Mineralogic features, like textural features, are largely of local occurrence, and the best of ore shoots are known to contain patches of minerals that are regarded as unfavorable indications of copper; likewise many amygdaloids which so far as known contain no ore shoots may for long distances carry mineral combinations that are characteristic of some of the big ore shoots in the district. In. the later stages of development observation of the copper itself is a better indication of the grade of the ground than a study of the gangue minerals.
MINERALOGIC GUIDES IN AMYGDALOIDS
The principal minerals that are regarded favorably as indications of copper in amygdaloids are the quartz-pumpellyite-epidote combination which is associated with copper, especially in the Isle Royale, Baltic, Pewabic, and Evergreen lodes. However, many impermeable cellular amygdaloids that show alteration of this type are encountered in diamond drilling and crosscutting. The presence of these minerals should not lead to more extensive examination by underground openings unless other features, such as favorable physical character of rock or presence of copper, give additional cause for encouragement.
The rock bleached through the removal of iron, on the other hand, is much more rare and, so far as known, is invariably accompanied by copper. Furthermore, there is a distinct feeling that this bleached rock is indicative of a rather intense degree of mineralization, so that if a drill hole or a crosscut encounters a little copper surrounded by bleached rock, it is regarded more favorably than a similar quantity of copper without the bleached rock.
Red feldspar, prehnite, and datolite are to be regarded as more favorable than otherwise. The prehnite usually has some fine copper associated with it though prehnitized areas in the Osceola lode are rather poor. In general a fragmental lode showing these minerals, with perhaps some epidote and pumpellyite, is to be regarded more favorably than a lode of the same type with nothing but calcite in the interfragmental spaces. What probably amounts to the same thing is that the greater the variety of minerals the more favorable the appearance of the lode. Most of the commercial lodes have a greater variety of minerals than the average amygdaloid:
Calcite and chlorite are rather indecisive indicators. The intense chloritization in some places, such as adjacent to fissures in the Kearsarge lode and in the shattered areas near the Keweenaw fault, would seem to be an unfavorable sign.
Laumontite is generally regarded unfavorably. However, there are local patches of lean laumontitized rock in the best ore shoots.
The value of copper itself as an indication of an ore shoot needs some discussion. If copper is present in a drill core from an amygdaloid, it is of course always encouraging, but it is more encouraging under certain conditions than under others. The most favorable mode of occurrence is in association with rock bleached by the removal of iron in a fragmental amygdaloid. Copper associated with the pumpellyite-quartz-epidote combination is also favorable, especially if in a fragmental lode.
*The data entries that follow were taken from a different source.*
// Axum API Server Module
//
// Purpose: Serve static informational pages as HTML plus a JSON view of the
// render tree. Content is loaded once at startup and shared read-only.

use axum::{
    extract::State,
    http::{StatusCode, Uri},
    response::{IntoResponse, Json},
    routing::get,
    Router,
};

use tower_http::{
    compression::CompressionLayer,
    cors::CorsLayer,
    trace::TraceLayer,
};

use std::sync::Arc;

use crate::config::ServerConfig;
use crate::content::PageContent;
use crate::error::ContentError;
use crate::render::{PageRenderer, RenderTree};
use crate::web::handlers::about_page;

// ============================================================================
// Application State
// ============================================================================

#[derive(Clone)]
pub struct AppState {
    pub content: Arc<PageContent>,
}

impl AppState {
    pub fn new(content: PageContent) -> Self {
        Self {
            content: Arc::new(content),
        }
    }

    /// Built-in content unless the config names a content file.
    pub fn from_config(config: &ServerConfig) -> Result<Self, ContentError> {
        let content = match &config.content_file {
            Some(path) => {
                tracing::info!("Loading page content from {}", path.display());
                PageContent::from_json_file(path)?
            }
            None => {
                tracing::info!("Using built-in page content");
                PageContent::about()
            }
        };
        Ok(Self::new(content))
    }
}

impl Default for AppState {
    fn default() -> Self {
        Self::new(PageContent::about())
    }
}

// ============================================================================
// Router
// ============================================================================

pub fn create_router(state: AppState) -> Router {
    Router::new()
        // Health check
        .route("/health", get(health_check))

        // HTML pages
        .route("/about", get(about_page))

        // Render tree (JSON)
        .route("/api/about", get(about_tree))

        .fallback(not_found)

        // Middleware (applied in reverse order)
        .layer(CompressionLayer::new()) // gzip + brotli compression
        .layer(CorsLayer::permissive())
        .layer(TraceLayer::new_for_http()) // Request logging
        .with_state(state)
}

// ============================================================================
// Endpoint Handlers
// ============================================================================

async fn health_check() -> impl IntoResponse {
    Json(serde_json::json!({
        "status": "healthy",
        "timestamp": chrono::Utc::now().to_rfc3339()
    }))
}

async fn about_tree(State(state): State<AppState>) -> Json<RenderTree> {
    Json(PageRenderer::render(&state.content))
}

async fn not_found(uri: Uri) -> AppError {
    tracing::debug!("No route for {}", uri);
    AppError::NotFound(format!("No page at {}", uri.path()))
}

// ============================================================================
// Error Handling
// ============================================================================

#[derive(Debug)]
pub enum AppError {
    Template(String),
    NotFound(String),
}

impl IntoResponse for AppError {
    fn into_response(self) -> axum::response::Response {
        let (status, message) = match self {
            AppError::Template(msg) => (StatusCode::INTERNAL_SERVER_ERROR, msg),
            AppError::NotFound(msg) => (StatusCode::NOT_FOUND, msg),
        };

        let body = Json(serde_json::json!({
            "error": message
        }));

        (status, body).into_response()
    }
}
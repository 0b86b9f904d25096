pub mod pages;

pub use pages::{about_page, render_html, AboutTemplate};
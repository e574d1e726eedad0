//! XML codec for Atom documents.
//!
//! - **Reading**: bytes → [`Feed`] or [`Entry`], honouring the encoding named
//!   in the XML declaration or signalled by a byte order mark
//! - **Writing**: [`Feed`] or [`Entry`] → indented UTF-8 XML
//!
//! Parsing is lenient about content: a document missing its `id` or carrying
//! a malformed timestamp still parses, and [`crate::Validate`] reports the
//! problems. Only XML that is not well-formed fails here.
//!
//! # Example
//!
//! ```
//! use atomfeed::codec;
//!
//! let xml = r#"<feed xmlns="http://www.w3.org/2005/Atom">
//!   <id>urn:uuid:60a76c80-d399-11d9-b93C-0003939e0af6</id>
//!   <title>Example Feed</title>
//!   <updated>2003-12-13T18:30:02Z</updated>
//! </feed>"#;
//!
//! let feed = codec::from_str(xml).unwrap();
//! assert_eq!(feed.title, "Example Feed");
//!
//! let rendered = codec::to_string(&feed).unwrap();
//! assert_eq!(codec::from_str(&rendered).unwrap(), feed);
//! ```

mod reader;
mod writer;

pub use reader::Document;

use quick_xml::encoding::EncodingError;
use quick_xml::escape::EscapeError;
use quick_xml::events::attributes::AttrError;
use std::io::Write;
use thiserror::Error;

use crate::config::Config;
use crate::model::{Entry, Feed};
use reader::AtomReader;
use writer::AtomWriter;

/// Errors that can occur while reading or writing an Atom document.
#[derive(Debug, Error)]
pub enum CodecError {
    /// The XML is not well-formed.
    #[error("XML parse error: {0}")]
    Xml(#[from] quick_xml::Error),

    /// An attribute is malformed or duplicated.
    #[error("XML attribute error: {0}")]
    Attribute(#[from] AttrError),

    /// Character data contains an unknown entity or bad character reference.
    #[error("XML escape error: {0}")]
    Escape(#[from] EscapeError),

    /// Bytes cannot be decoded with the document's encoding.
    #[error("XML encoding error: {0}")]
    Encoding(#[from] EncodingError),

    /// Writing to the output failed.
    #[error("Failed to write XML: {0}")]
    Io(#[from] std::io::Error),

    /// Serialized output is not valid UTF-8.
    #[error("Generated XML contains invalid UTF-8: {0}")]
    Utf8(#[from] std::string::FromUtf8Error),

    /// The input holds no element at all.
    #[error("Document has no root element")]
    MissingRoot,

    /// The root element is neither `feed` nor `entry`.
    #[error("Expected <feed> or <entry> root element, found <{0}>")]
    UnexpectedRoot(String),

    /// The root element is of the other kind than requested.
    #[error("Expected <{expected}> root element, found <{found}>")]
    WrongRoot {
        expected: &'static str,
        found: &'static str,
    },

    /// The input ended inside an open element.
    #[error("Unexpected end of document")]
    UnexpectedEof,

    /// SEC-003: Nested `<source>` elements exceed the configured depth.
    #[error("Source nesting depth exceeds maximum of {0} levels")]
    MaxDepthExceeded(usize),
}

/// Parses a document whose root is either `<feed>` or `<entry>`.
pub fn parse_document(bytes: &[u8], config: &Config) -> Result<Document, CodecError> {
    let document = AtomReader::new(bytes, config).read_document()?;
    match &document {
        Document::Feed(feed) => tracing::debug!(
            id = %feed.id,
            entries = feed.entries.len(),
            "Parsed Atom feed"
        ),
        Document::Entry(entry) => tracing::debug!(id = %entry.id, "Parsed Atom entry"),
    }
    Ok(document)
}

/// Parses a `<feed>` document with default settings.
pub fn from_bytes(bytes: &[u8]) -> Result<Feed, CodecError> {
    from_bytes_with_config(bytes, &Config::default())
}

pub fn from_bytes_with_config(bytes: &[u8], config: &Config) -> Result<Feed, CodecError> {
    match parse_document(bytes, config)? {
        Document::Feed(feed) => Ok(feed),
        Document::Entry(_) => Err(CodecError::WrongRoot {
            expected: "feed",
            found: "entry",
        }),
    }
}

/// Parses a `<feed>` document held in a string.
pub fn from_str(xml: &str) -> Result<Feed, CodecError> {
    from_bytes(xml.as_bytes())
}

/// Parses a standalone `<entry>` document.
pub fn entry_from_bytes(bytes: &[u8]) -> Result<Entry, CodecError> {
    entry_from_bytes_with_config(bytes, &Config::default())
}

pub fn entry_from_bytes_with_config(bytes: &[u8], config: &Config) -> Result<Entry, CodecError> {
    match parse_document(bytes, config)? {
        Document::Entry(entry) => Ok(entry),
        Document::Feed(_) => Err(CodecError::WrongRoot {
            expected: "entry",
            found: "feed",
        }),
    }
}

/// Writes `feed` as a complete XML document to `out`.
pub fn to_writer<W: Write>(out: W, feed: &Feed) -> Result<W, CodecError> {
    to_writer_with_config(out, feed, &Config::default())
}

pub fn to_writer_with_config<W: Write>(
    out: W,
    feed: &Feed,
    config: &Config,
) -> Result<W, CodecError> {
    let mut writer = AtomWriter::new(out, config);
    writer.write_feed_document(feed)?;
    Ok(writer.into_inner())
}

pub fn to_vec(feed: &Feed) -> Result<Vec<u8>, CodecError> {
    to_writer(Vec::new(), feed)
}

pub fn to_string(feed: &Feed) -> Result<String, CodecError> {
    to_string_with_config(feed, &Config::default())
}

pub fn to_string_with_config(feed: &Feed, config: &Config) -> Result<String, CodecError> {
    let bytes = to_writer_with_config(Vec::new(), feed, config)?;
    Ok(String::from_utf8(bytes)?)
}

/// Renders a standalone `<entry>` document.
pub fn entry_to_string(entry: &Entry) -> Result<String, CodecError> {
    entry_to_string_with_config(entry, &Config::default())
}

pub fn entry_to_string_with_config(entry: &Entry, config: &Config) -> Result<String, CodecError> {
    let mut writer = AtomWriter::new(Vec::new(), config);
    writer.write_entry_document(entry)?;
    Ok(String::from_utf8(writer.into_inner())?)
}
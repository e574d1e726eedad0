use thiserror::Error;
use url::Host;

/// Errors produced when a string is not a syntactically valid URI reference.
///
/// The `Display` text of each variant is reported verbatim as a validation
/// issue, so messages name the offending fragment.
#[derive(Error, Debug, Clone, PartialEq, Eq)]
pub enum UriError {
    /// A bracketed IP literal the `url` host parser rejected.
    #[error("invalid URL {reference:?}: {source}")]
    Parse {
        reference: String,
        #[source]
        source: url::ParseError,
    },
    /// A `%` not followed by two hexadecimal digits.
    #[error("invalid URL escape {0:?}")]
    InvalidEscape(String),
    /// A character not allowed where it appears.
    #[error("invalid character {0:?} in URL")]
    InvalidCharacter(char),
    /// The text before the first `:` is not a scheme.
    #[error("invalid URL scheme {0:?}")]
    InvalidScheme(String),
    /// A port that is not a run of digits.
    #[error("invalid port {0:?} in URL")]
    InvalidPort(String),
}

/// Checks that `reference` is a syntactically valid URI reference.
///
/// Both absolute URIs (`http://example.com/feed`, `urn:uuid:...`,
/// `tag:example.com,2005:1`) and relative references (`/blog`, `../logo.png`,
/// `#top`, `//`) are accepted. The reference is judged against the RFC 3986
/// grammar, not a browser URL parser, so `http://` and
/// `http://example.com:99999/` pass. No scheme or host policy is applied:
/// Atom identifiers are frequently non-HTTP. Non-ASCII characters are
/// allowed outside the scheme and port, as in IRIs.
///
/// # Errors
///
/// Returns [`UriError`] if:
/// - A percent sign is not followed by two hex digits ([`UriError::InvalidEscape`])
/// - The reference contains whitespace, controls or one of `<>"{}|\^`` ` ``,
///   or a delimiter where the grammar forbids it ([`UriError::InvalidCharacter`])
/// - A `:` in the first segment does not follow a valid scheme
///   ([`UriError::InvalidScheme`])
/// - The port is not all digits ([`UriError::InvalidPort`])
/// - A bracketed IP literal is malformed ([`UriError::Parse`])
///
/// # Examples
///
/// ```
/// use atomfeed::check::check_uri_reference;
///
/// assert!(check_uri_reference("http://example.org/2003/12/13/atom03").is_ok());
/// assert!(check_uri_reference("/relative/path?q=1").is_ok());
/// assert!(check_uri_reference("http://example.org/%zz").is_err());
/// ```
pub fn check_uri_reference(reference: &str) -> Result<(), UriError> {
    check_escapes(reference)?;

    if let Some(c) = reference.chars().find(|&c| is_disallowed(c)) {
        return Err(UriError::InvalidCharacter(c));
    }

    let (rest, fragment) = match reference.split_once('#') {
        Some((rest, fragment)) => (rest, Some(fragment)),
        None => (reference, None),
    };
    let (rest, query) = match rest.split_once('?') {
        Some((rest, query)) => (rest, Some(query)),
        None => (rest, None),
    };

    let rest = strip_scheme(rest)?;
    let path = match rest.strip_prefix("//") {
        Some(after) => {
            let end = after.find('/').unwrap_or(after.len());
            check_authority(reference, &after[..end])?;
            &after[end..]
        }
        None => rest,
    };

    check_chars(path, |c| !matches!(c, '[' | ']'))?;
    if let Some(query) = query {
        check_chars(query, |c| !matches!(c, '[' | ']'))?;
    }
    if let Some(fragment) = fragment {
        check_chars(fragment, |c| !matches!(c, '[' | ']' | '#'))?;
    }
    Ok(())
}

/// Removes `scheme:` from the front of `hier`, which holds no `?` or `#`.
///
/// Without a scheme the first path segment may not contain `:`.
fn strip_scheme(hier: &str) -> Result<&str, UriError> {
    let first_segment = hier.split('/').next().unwrap_or_default();
    let Some((scheme, _)) = first_segment.split_once(':') else {
        return Ok(hier);
    };

    let mut chars = scheme.chars();
    let valid = chars.next().is_some_and(|c| c.is_ascii_alphabetic())
        && chars.all(|c| c.is_ascii_alphanumeric() || matches!(c, '+' | '-' | '.'));
    if !valid {
        return Err(UriError::InvalidScheme(scheme.to_owned()));
    }
    Ok(&hier[scheme.len() + 1..])
}

/// `authority = [ userinfo "@" ] host [ ":" port ]`
fn check_authority(reference: &str, authority: &str) -> Result<(), UriError> {
    let host_port = match authority.split_once('@') {
        Some((userinfo, host_port)) => {
            check_chars(userinfo, |c| !matches!(c, '[' | ']'))?;
            host_port
        }
        None => authority,
    };

    let port = if host_port.starts_with('[') {
        let close = host_port.find(']').map_or(host_port.len(), |i| i + 1);
        check_ip_literal(reference, &host_port[..close])?;
        match &host_port[close..] {
            "" => None,
            after => match after.strip_prefix(':') {
                Some(port) => Some(port),
                None => return Err(invalid_first(after)),
            },
        }
    } else {
        let (host, port) = match host_port.split_once(':') {
            Some((host, port)) => (host, Some(port)),
            None => (host_port, None),
        };
        check_chars(host, |c| !matches!(c, '[' | ']' | '@'))?;
        port
    };

    match port {
        Some(port) if !port.bytes().all(|b| b.is_ascii_digit()) => {
            Err(UriError::InvalidPort(port.to_owned()))
        }
        _ => Ok(()),
    }
}

/// `IP-literal = "[" ( IPv6address / IPvFuture ) "]"`
fn check_ip_literal(reference: &str, literal: &str) -> Result<(), UriError> {
    let future = literal
        .strip_prefix("[v")
        .or_else(|| literal.strip_prefix("[V"))
        .and_then(|rest| rest.strip_suffix(']'));
    if let Some(future) = future {
        let Some((version, address)) = future.split_once('.') else {
            return Err(invalid_first(future));
        };
        if version.is_empty() || !version.bytes().all(|b| b.is_ascii_hexdigit()) {
            return Err(invalid_first(version));
        }
        if address.is_empty() {
            return Err(UriError::InvalidCharacter(']'));
        }
        return check_chars(address, |c| {
            c.is_ascii_alphanumeric() || "-._~!$&'()*+,;=:".contains(c)
        });
    }

    Host::parse(literal)
        .map(|_| ())
        .map_err(|source| UriError::Parse {
            reference: reference.to_owned(),
            source,
        })
}

fn check_chars(part: &str, allowed: impl Fn(char) -> bool) -> Result<(), UriError> {
    match part.chars().find(|&c| !allowed(c)) {
        Some(c) => Err(UriError::InvalidCharacter(c)),
        None => Ok(()),
    }
}

/// Names the first character of a fragment that should not be there.
fn invalid_first(part: &str) -> UriError {
    UriError::InvalidCharacter(part.chars().next().unwrap_or(']'))
}

fn check_escapes(reference: &str) -> Result<(), UriError> {
    let bytes = reference.as_bytes();
    let mut i = 0;
    while i < bytes.len() {
        if bytes[i] == b'%' {
            let valid = bytes.len() > i + 2
                && bytes[i + 1].is_ascii_hexdigit()
                && bytes[i + 2].is_ascii_hexdigit();
            if !valid {
                // `%` is ASCII, so `i` is a char boundary
                let escape: String = reference[i..].chars().take(3).collect();
                return Err(UriError::InvalidEscape(escape));
            }
            i += 3;
        } else {
            i += 1;
        }
    }
    Ok(())
}

fn is_disallowed(c: char) -> bool {
    c.is_control()
        || c.is_whitespace()
        || matches!(c, '<' | '>' | '"' | '{' | '}' | '|' | '\\' | '^' | '`')
}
Copper in a fragmental lode leads to interest in the lode at that point, whereas copper in some quantity in a cellular lode encourages examination of that lode elsewhere to see if it changes into one of more favorable character, such as a coalescing cellular lode or a fragmental lode. Very fine copper in prehnite or calcite is pretty common and not very encouraging. Copper in small seams in amygdaloids of any type is in general of little interest.
The variety of introduced minerals in conglomerates is much less than in amygdaloids, but in general the same principles apply to the use of mineralogy in exploring and developing rock of both types. Many of the conglomerates seen in drill cores have practically none of these minerals, with the exception of a little calcite. As in the amygdaloids, the occurrence of rock bleached by iron removal as a rule probably indicates copper mineralization. Likewise, it is probable that a greater variety of secondary minerals in a conglomerate is a better indication than calcite alone.
MINERALOGIC GUIDES IN FISSURES
Little if any choice between two fissures can be made on the basis of mineralogy. The chief gangue mineral in the Mass fissure at the Ahmeek mine is calcite. The Owl Creek fissure at the Copper Falls mine in places had an abundance of datolite. Prehnite is common in many of the fissures of Keweenaw County. Some of the barren "crossings" in the lodes of the district are said to be mainly calcite. In many places the Mass fissure at the Ahmeek mine is merely a chlorite seam. In general, other things being equal, a fissure with a variety of gangue minerals is more encouraging than one with only a few.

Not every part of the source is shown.